Because of the lack of symptoms in patients with chronic hepatitis B during the inactive period and the presence of tolerable symptoms during the active period, very few patients have been diagnosed with active treatment. In general, the discovery of chronic hepatitis B relies mainly on passive physical examination. Early detection of chronic hepatitis B strategy should be, when there are symptoms of fatigue and insomnia, the initiative to carry out the relevant checks.
Although only a small number of patients with chronic hepatitis B can be cured or cured in their lifetime. The most common adverse outcome of chronic hepatitis B with a lack of significant and specific symptoms was cirrhosis, followed by hepatocellular carcinoma. Liver cirrhosis and hepatocellular carcinoma are the main reasons why patients seek medical help, but the current level of medical development is still far from the problem of cirrhosis and hepatocellular carcinoma.

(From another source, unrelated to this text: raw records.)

//! Scheduler (Section 4.6): cron-driven pipeline triggering plus the
//! single background tick loop that also drives artifact retention and
//! AutoDeployment health revalidation.

use chrono::{DateTime, Utc};
use chrono_tz::Tz;
use cron::Schedule;
use std::collections::HashMap;
use std::str::FromStr;
use std::sync::Arc;
use std::time::Duration;
use thiserror::Error;
use tokio::sync::Mutex;
use tracing::{info, warn};

use crate::artifacts::ArtifactCollector;
use crate::deployer::Deployer;
use crate::storage::{Storage, StorageError};
use crate::webhook::RunTrigger;
use lightci_core::{Id, Pipeline};

pub const DEFAULT_TICK_SECS: u64 = 30;

#[derive(Debug, Error)]
pub enum SchedulerError {
    #[error("storage error: {0}")]
    Storage(#[from] StorageError),
    #[error("invalid cron expression: {0}")]
    InvalidCron(String),
    #[error("invalid timezone: {0}")]
    InvalidTimezone(String),
}

pub type Result<T> = std::result::Result<T, SchedulerError>;

struct ScheduledJob {
    schedule: Schedule,
    timezone: Tz,
}

fn parse_job(pipeline: &Pipeline) -> Result<Option<ScheduledJob>> {
    let Some(cron_expr) = pipeline.trigger.cron.as_ref().filter(|s| !s.is_empty()) else {
        return Ok(None);
    };
    let schedule = Schedule::from_str(cron_expr).map_err(|e| SchedulerError::InvalidCron(e.to_string()))?;
    let timezone = match &pipeline.trigger.timezone {
        Some(tz) if !tz.is_empty() => Tz::from_str(tz).map_err(|_| SchedulerError::InvalidTimezone(tz.clone()))?,
        _ => Tz::UTC,
    };
    Ok(Some(ScheduledJob { schedule, timezone }))
}

/// Owns the process-wide cron registry (Section 5: "a single task owning
/// the registry") and the background tick loop that evaluates it.
pub struct Scheduler {
    storage: Arc<Storage>,
    runner: Arc<dyn RunTrigger>,
    artifacts: Arc<ArtifactCollector>,
    deployer: Arc<Deployer>,
    jobs: Mutex<HashMap<Id, ScheduledJob>>,
    tick_interval: Duration,
    shutdown: std::sync::atomic::AtomicBool,
}

impl Scheduler {
    pub fn new(
        storage: Arc<Storage>,
        runner: Arc<dyn RunTrigger>,
        artifacts: Arc<ArtifactCollector>,
        deployer: Arc<Deployer>,
        tick_interval: Duration,
    ) -> Self {
        Self {
            storage,
            runner,
            artifacts,
            deployer,
            jobs: Mutex::new(HashMap::new()),
            tick_interval,
            shutdown: std::sync::atomic::AtomicBool::new(false),
        }
    }

    pub fn shutdown(&self) {
        self.shutdown.store(true, std::sync::atomic::Ordering::SeqCst);
    }

    pub fn is_shutdown(&self) -> bool {
        self.shutdown.load(std::sync::atomic::Ordering::SeqCst)
    }

    /// Enumerate every pipeline with a non-null schedule and register it.
    /// Call once at startup.
    pub async fn load_all(&self) -> Result<()> {
        let pipelines = self.storage.list_scheduled_pipelines().await?;
        let mut jobs = self.jobs.lock().await;
        jobs.clear();
        for pipeline in pipelines {
            match parse_job(&pipeline) {
                Ok(Some(job)) => {
                    jobs.insert(pipeline.id.clone(), job);
                }
                Ok(None) => {}
                Err(e) => {
                    warn!(pipeline_id = %pipeline.id, error = %e, "dropping invalid cron schedule at startup");
                }
            }
        }
        Ok(())
    }

    /// Reconcile a single pipeline's registration after a create/update.
    /// An invalid cron expression is rejected and the pipeline keeps
    /// whatever registration (or lack of one) it already had.
    pub async fn reconcile(&self, pipeline: &Pipeline) -> Result<()> {
        match parse_job(pipeline) {
            Ok(Some(job)) => {
                self.jobs.lock().await.insert(pipeline.id.clone(), job);
                Ok(())
            }
            Ok(None) => {
                self.jobs.lock().await.remove(&pipeline.id);
                Ok(())
            }
            Err(e) => {
                warn!(pipeline_id = %pipeline.id, error = %e, "rejected cron schedule, keeping previous registration");
                Err(e)
            }
        }
    }

    /// Drop a pipeline's registration after a delete.
    pub async fn remove(&self, pipeline_id: &Id) {
        self.jobs.lock().await.remove(pipeline_id);
    }

    /// One tick: fire any job due in `(since, now]`, sweep expired
    /// artifacts, and revalidate active deployments' health.
    pub async fn tick(&self, since: DateTime<Utc>, now: DateTime<Utc>) {
        let due: Vec<Id> = {
            let jobs = self.jobs.lock().await;
            jobs.iter()
                .filter(|(_, job)| is_due(job, since, now))
                .map(|(id, _)| id.clone())
                .collect()
        };

        for pipeline_id in due {
            self.fire(&pipeline_id).await;
        }

        if let Err(e) = self.artifacts.sweep_expired(now).await {
            warn!(error = %e, "artifact retention sweep failed");
        }

        self.revalidate_deployments().await;
    }

    async fn fire(&self, pipeline_id: &Id) {
        let pipeline = match self.storage.get_pipeline(pipeline_id).await {
            Ok(p) => p,
            Err(e) => {
                warn!(pipeline_id = %pipeline_id, error = %e, "scheduled pipeline disappeared");
                return;
            }
        };

        match self.storage.has_active_run(pipeline_id).await {
            Ok(true) => {
                info!(pipeline_id = %pipeline_id, "scheduled trigger dropped: run already active");
                let reason = "run already active";
                if let Err(e) = self.storage.record_dropped_trigger(pipeline_id, Utc::now(), reason).await {
                    warn!(pipeline_id = %pipeline_id, error = %e, "failed to record dropped trigger");
                }
                return;
            }
            Ok(false) => {}
            Err(e) => {
                warn!(pipeline_id = %pipeline_id, error = %e, "failed to check for an active run");
                return;
            }
        }

        let branch = pipeline.default_branch.clone();
        if let Err(e) = self
            .runner
            .trigger_run(&pipeline, branch, None, "system".to_string())
            .await
        {
            warn!(pipeline_id = %pipeline_id, error = %e, "scheduled trigger failed");
        }
    }

    async fn revalidate_deployments(&self) {
        let deployments = match self.storage.list_active_deployments().await {
            Ok(d) => d,
            Err(e) => {
                warn!(error = %e, "failed to list active deployments");
                return;
            }
        };

        for deployment in deployments {
            let pipeline = match self.storage.get_pipeline(&deployment.pipeline_id).await {
                Ok(p) => p,
                Err(e) => {
                    warn!(pipeline_id = %deployment.pipeline_id, error = %e, "deployment's pipeline disappeared");
                    continue;
                }
            };
            if let Err(e) = self.deployer.revalidate_health(&pipeline, &deployment).await {
                warn!(pipeline_id = %deployment.pipeline_id, error = %e, "deployment health revalidation failed");
            }
        }
    }

    /// Run the tick loop forever. Intended to be spawned as its own task;
    /// the caller aborts it on shutdown.
    pub async fn run(self: Arc<Self>) {
        let mut interval = tokio::time::interval(self.tick_interval);
        let mut last_tick = Utc::now();
        loop {
            interval.tick().await;
            if self.is_shutdown() {
                info!("scheduler stopping: shutdown requested");
                return;
            }
            let now = Utc::now();
            self.tick(last_tick, now).await;
            last_tick = now;
        }
    }
}

fn is_due(job: &ScheduledJob, since: DateTime<Utc>, now: DateTime<Utc>) -> bool {
    let since_tz = since.with_timezone(&job.timezone);
    let now_tz = now.with_timezone(&job.timezone);
    job.schedule.after(&since_tz).take_while(|t| *t <= now_tz).next().is_some()
}

#[cfg(test)]
mod tests {
    use super::*;
    use async_trait::async_trait;
    use lightci_core::{ArtifactPolicy, DeploymentPolicy, TriggerConfig};
    use std::sync::atomic::{AtomicUsize, Ordering};
    use tempfile::TempDir;

    struct CountingRunner {
        count: AtomicUsize,
    }

    #[async_trait]
    impl RunTrigger for CountingRunner {
        async fn trigger_run(
            &self,
            _pipeline: &Pipeline,
            _branch: String,
            _commit: Option<String>,
            _triggered_by: String,
        ) -> std::result::Result<Id, String> {
            self.count.fetch_add(1, Ordering::SeqCst);
            Ok(Id::new())
        }
    }

    async fn test_storage() -> Arc<Storage> {
        let dir = TempDir::new().unwrap();
        let storage = Storage::new(&dir.path().join("db.sqlite")).await.unwrap();
        storage.migrate_embedded().await.unwrap();
        std::mem::forget(dir);
        Arc::new(storage)
    }

    fn test_pipeline(cron: Option<&str>) -> Pipeline {
        Pipeline {
            id: Id::new(),
            name: "demo".to_string(),
            repository_url: "https://example.com/demo.git".to_string(),
            default_branch: "main".to_string(),
            steps: vec![],
            trigger: TriggerConfig {
                cron: cron.map(|s| s.to_string()),
                timezone: None,
                events: vec![],
                branches: vec![],
            },
            artifact_policy: ArtifactPolicy::default(),
            deployment_policy: DeploymentPolicy::default(),
            owner_id: Id::new(),
            created_at: Utc::now(),
            updated_at: Utc::now(),
        }
    }

    async fn test_scheduler(storage: Arc<Storage>, runner: Arc<dyn RunTrigger>) -> Scheduler {
        let ssh_keys = Arc::new(crate::ssh_keys::SshKeyStore::new(Arc::clone(&storage)));
        let provisioner = Arc::new(crate::provisioner::Provisioner::new(Box::new(
            crate::provisioner::FakeCloudProvider::default(),
        )));
        let events = crate::events::EventBus::new();
        let deployer = Arc::new(Deployer::new(Arc::clone(&storage), ssh_keys, provisioner, events));
        let artifacts_root = TempDir::new().unwrap();
        let artifacts_path = artifacts_root.path().to_path_buf();
        std::mem::forget(artifacts_root);
        let artifacts = Arc::new(ArtifactCollector::new(Arc::clone(&storage), artifacts_path));
        Scheduler::new(storage, runner, artifacts, deployer, Duration::from_secs(DEFAULT_TICK_SECS))
    }

    #[tokio::test]
    async fn reconcile_rejects_an_invalid_expression_and_keeps_no_registration() {
        let storage = test_storage().await;
        let runner: Arc<dyn RunTrigger> = Arc::new(CountingRunner { count: AtomicUsize::new(0) });
        let scheduler = test_scheduler(storage, runner).await;
        let pipeline = test_pipeline(Some("not a cron expression"));
        let result = scheduler.reconcile(&pipeline).await;
        assert!(result.is_err());
        assert!(!scheduler.jobs.lock().await.contains_key(&pipeline.id));
    }

    #[tokio::test]
    async fn due_job_fires_exactly_once_for_a_missed_window() {
        let storage = test_storage().await;
        let runner = Arc::new(CountingRunner { count: AtomicUsize::new(0) });
        let pipeline = test_pipeline(Some("0 * * * * * *"));
        storage.insert_pipeline(&pipeline).await.unwrap();
        let scheduler = test_scheduler(Arc::clone(&storage), runner.clone()).await;
        scheduler.reconcile(&pipeline).await.unwrap();

        let now = Utc::now();
        let since = now - chrono::Duration::minutes(5);
        scheduler.tick(since, now).await;

        assert_eq!(runner.count.load(Ordering::SeqCst), 1);
    }

    #[tokio::test]
    async fn active_run_drops_the_scheduled_trigger() {
        let storage = test_storage().await;
        let runner = Arc::new(CountingRunner { count: AtomicUsize::new(0) });
        let pipeline = test_pipeline(Some("0 * * * * * *"));
        storage.insert_pipeline(&pipeline).await.unwrap();
        let mut run = lightci_core::PipelineRun::new(&pipeline, "main".to_string(), None, "manual".to_string());
        run.status = lightci_core::RunStatus::Running;
        storage.insert_run(&run).await.unwrap();

        let scheduler = test_scheduler(Arc::clone(&storage), runner.clone()).await;
        scheduler.reconcile(&pipeline).await.unwrap();

        let now = Utc::now();
        let since = now - chrono::Duration::minutes(5);
        scheduler.tick(since, now).await;

        assert_eq!(runner.count.load(Ordering::SeqCst), 0);
        assert_eq!(storage.count_dropped_triggers(&pipeline.id).await.unwrap(), 1);
    }

    #[tokio::test]
    async fn shutdown_stops_the_tick_loop() {
        let storage = test_storage().await;
        let runner = Arc::new(CountingRunner { count: AtomicUsize::new(0) });
        let mut scheduler = test_scheduler(storage, runner).await;
        scheduler.tick_interval = Duration::from_millis(5);
        let scheduler = Arc::new(scheduler);

        assert!(!scheduler.is_shutdown());
        scheduler.shutdown();

        let handle = tokio::spawn(Arc::clone(&scheduler).run());
        tokio::time::timeout(Duration::from_secs(1), handle)
            .await
            .expect("run() should return promptly once shutdown is signaled")
            .unwrap();
    }
}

Liver cirrhosis is a kind of pathological state of liver decompensation. Liver decompensation refers to the disease state can not maintain normal life activities, can be manifested as persistent jaundice, skin edema, ascites and ascites infection, upper gastrointestinal bleeding, disturbance of consciousness, mental disorders, memory loss, loss calculation.
Hepatocellular carcinoma is a variant of hepatocyte proliferation. The proliferation of liver cancer cells need to consume a large amount of nutrients, the human body needs to consume a lot of liver cancer cells. Therefore, the performance of advanced hepatocellular carcinoma often have weight loss, at the same time, all or part of the liver decompensation, but also pain and metastasis of liver cancer cells.

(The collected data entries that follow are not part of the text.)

//! Command Executor: local and remote (SSH) command execution (Section 4.2).

use std::collections::HashMap;
use std::process::Stdio;
use std::time::Duration;
use thiserror::Error;
use tokio::process::Command;
use tokio::time::timeout;
use tracing::warn;

const LOCAL_TIMEOUT: Duration = Duration::from_secs(30 * 60);

#[derive(Debug, Error)]
pub enum ExecutorError {
    #[error("io error: {0}")]
    Io(#[from] std::io::Error),
    #[error("command timed out after {0:?}")]
    Timeout(Duration),
}

pub type Result<T> = std::result::Result<T, ExecutorError>;

/// Outcome of a command execution. `error` is set whenever the exit code was
/// non-zero; `output` is always populated with whatever stdout/stderr was
/// captured, even on failure (Section 4.2: "partial output is still
/// returned").
#[derive(Debug, Clone)]
pub struct ExecResult {
    pub output: String,
    pub error: Option<String>,
}

/// Run `command` under a shell in `working_dir` with `env` merged over the
/// caller's own environment. Hard timeout of 30 minutes.
pub async fn execute(
    command: &str,
    working_dir: &std::path::Path,
    env: &HashMap<String, String>,
) -> Result<ExecResult> {
    let mut cmd = Command::new("sh");
    cmd.arg("-c")
        .arg(command)
        .current_dir(working_dir)
        .envs(env)
        .stdin(Stdio::null())
        .stdout(Stdio::piped())
        .stderr(Stdio::piped());

    let child = cmd.spawn()?;

    let output = match timeout(LOCAL_TIMEOUT, child.wait_with_output()).await {
        Ok(result) => result?,
        Err(_) => {
            warn!(command, timeout_secs = LOCAL_TIMEOUT.as_secs(), "local command timed out");
            return Err(ExecutorError::Timeout(LOCAL_TIMEOUT));
        }
    };

    Ok(combine(&output.stdout, &output.stderr, output.status.code()))
}

/// Remote execution target.
#[derive(Debug, Clone)]
pub struct RemoteTarget {
    pub host: String,
    pub user: String,
    pub deploy_path: String,
    pub connect_timeout_secs: u32,
}

/// Run `command` on `target` over `ssh`, using `keyPath` for authentication.
/// `env` entries are exported before `cd`-ing into the deploy path and
/// running the command (Section 4.2).
pub async fn execute_remote(
    command: &str,
    target: &RemoteTarget,
    key_path: &std::path::Path,
    env: &HashMap<String, String>,
) -> Result<ExecResult> {
    let exports: String = env
        .iter()
        .map(|(k, v)| format!("export {}={}; ", k, shell_quote(v)))
        .collect();
    let remote_command = format!(
        "{}cd {} && {}",
        exports,
        shell_quote(&target.deploy_path),
        command
    );

    let mut cmd = Command::new("ssh");
    cmd.args(ssh_flags(target, key_path))
        .arg(format!("{}@{}", target.user, target.host))
        .arg(remote_command)
        .stdin(Stdio::null())
        .stdout(Stdio::piped())
        .stderr(Stdio::piped());

    let output = cmd.output().await?;
    Ok(combine(&output.stdout, &output.stderr, output.status.code()))
}

/// Upload `local_path` to `<deployPath>/` on `target` via `scp`.
pub async fn scp_upload(
    local_path: &std::path::Path,
    target: &RemoteTarget,
    key_path: &std::path::Path,
) -> Result<ExecResult> {
    let destination = format!(
        "{}@{}:{}/",
        target.user, target.host, target.deploy_path
    );

    let mut cmd = Command::new("scp");
    cmd.args(ssh_flags(target, key_path))
        .arg(local_path)
        .arg(destination)
        .stdin(Stdio::null())
        .stdout(Stdio::piped())
        .stderr(Stdio::piped());

    let output = cmd.output().await?;
    Ok(combine(&output.stdout, &output.stderr, output.status.code()))
}

/// Launch `command` in the background on `target`, surviving the SSH
/// session, killing any prior listener on `port` first (Section 4.2: "a
/// cleanup that kills any prior listener on the application port").
pub async fn execute_remote_background(
    command: &str,
    port: u16,
    target: &RemoteTarget,
    key_path: &std::path::Path,
    env: &HashMap<String, String>,
) -> Result<ExecResult> {
    let kill_prior = format!(
        "fuser -k {port}/tcp 2>/dev/null || true; sleep 1;",
        port = port
    );
    let wrapped = format!(
        "{kill_prior} nohup {command} > nohup.out 2>&1 & disown",
        kill_prior = kill_prior,
        command = command
    );
    execute_remote(&wrapped, target, key_path, env).await
}

fn ssh_flags(target: &RemoteTarget, key_path: &std::path::Path) -> Vec<String> {
    vec![
        "-o".into(),
        "StrictHostKeyChecking=no".into(),
        "-o".into(),
        "UserKnownHostsFile=/dev/null".into(),
        "-o".into(),
        "IdentitiesOnly=yes".into(),
        "-o".into(),
        format!("ConnectTimeout={}", target.connect_timeout_secs),
        "-i".into(),
        key_path.display().to_string(),
    ]
}

fn shell_quote(value: &str) -> String {
    format!("'{}'", value.replace('\'', "'\\''"))
}

fn combine(stdout: &[u8], stderr: &[u8], exit_code: Option<i32>) -> ExecResult {
    let stdout_str = String::from_utf8_lossy(stdout);
    let stderr_str = String::from_utf8_lossy(stderr);
    let output = if stderr_str.is_empty() {
        stdout_str.to_string()
    } else {
        format!("{stdout_str}\n--- STDERR ---\n{stderr_str}")
    };

    let error = match exit_code {
        Some(0) => None,
        Some(code) => Some(format!("command exited with status {code}")),
        None => Some("command terminated by signal".to_string()),
    };

    ExecResult { output, error }
}

#[cfg(test)]
mod tests {
    use super::*;
    use std::path::PathBuf;

    #[tokio::test]
    async fn execute_captures_stdout_on_success() {
        let result = execute("echo hello", &PathBuf::from("/tmp"), &HashMap::new())
            .await
            .unwrap();
        assert!(result.output.contains("hello"));
        assert!(result.error.is_none());
    }

    #[tokio::test]
    async fn execute_reports_error_on_nonzero_exit() {
        let result = execute("exit 3", &PathBuf::from("/tmp"), &HashMap::new())
            .await
            .unwrap();
        assert!(result.error.unwrap().contains("3"));
    }

    #[tokio::test]
    async fn execute_returns_partial_output_on_failure() {
        let result = execute("echo partial; exit 1", &PathBuf::from("/tmp"), &HashMap::new())
            .await
            .unwrap();
        assert!(result.output.contains("partial"));
        assert!(result.error.is_some());
    }

    #[test]
    fn shell_quote_escapes_single_quotes() {
        assert_eq!(shell_quote("it's"), "'it'\\''s'");
    }
}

The main purpose of the treatment of chronic hepatitis B is to reduce the frequency of hepatitis and prevent the occurrence of liver cirrhosis and hepatocellular carcinoma. The main measures for the treatment of chronic hepatitis B includes a balanced diet, avoid excessive fatigue, jaundice, liver, immune regulation, antiviral. A balanced diet requires a variety of food should be diversified, can follow the feeling of eating desire to go, but not excessive. Including physical and mental fatigue stress fatigue, avoid excessive overworked is not equal to rest in bed, can maintain appropriate activities or work, but to do "".
The drug in the treatment of chronic hepatitis B, not by the merits of "disease differentiation" to solve the problem of individual patients. Therefore, the treatment of chronic hepatitis B drug selection principle should be based on the characteristics of the patient's condition to make a reasonable choice, according to the patient's condition to adjust.
There is evidence that serum e antigen of hepatitis B conversion can reduce the frequency of cirrhosis and hepatocellular carcinoma, hepatitis B surface antigen seroconversion can cause liver disease basically stopped; reduce the serum virus content, not only can reduce the frequency of cirrhosis and hepatocellular carcinoma, and can delay the progression and reversal of liver disease.
Interferon alpha can promote the seroconversion of hepatitis B e antigen and surface antigen, which can only make the e antigen seroconversion in some patients. Nucleoside (acid) antiviral drugs can reduce the content of serum virus, but do not promote hepatitis B e antigen and surface antigen seroconversion. Interferon alpha has the advantage of limited treatment, but the curative effect is not high; nucleoside (acid) antiviral drugs have high curative effect, but the course of treatment is uncertain.
Therefore, the path to a reasonable choice for the treatment of chronic hepatitis B should be the first choice for interferon alpha therapy in patients who are likely to be effective. For patients with interferon alpha therapy ineffective or interferon alpha therapy may be ineffective, the first choice of nucleoside (acid) antiviral drugs. Thymosin, vaccine may contribute to the increase of interferon or nucleoside (acid) the efficacy of antiviral drugs. For a small number of immune regulation and antiviral were ineffective with use of hepatoprotective drugs.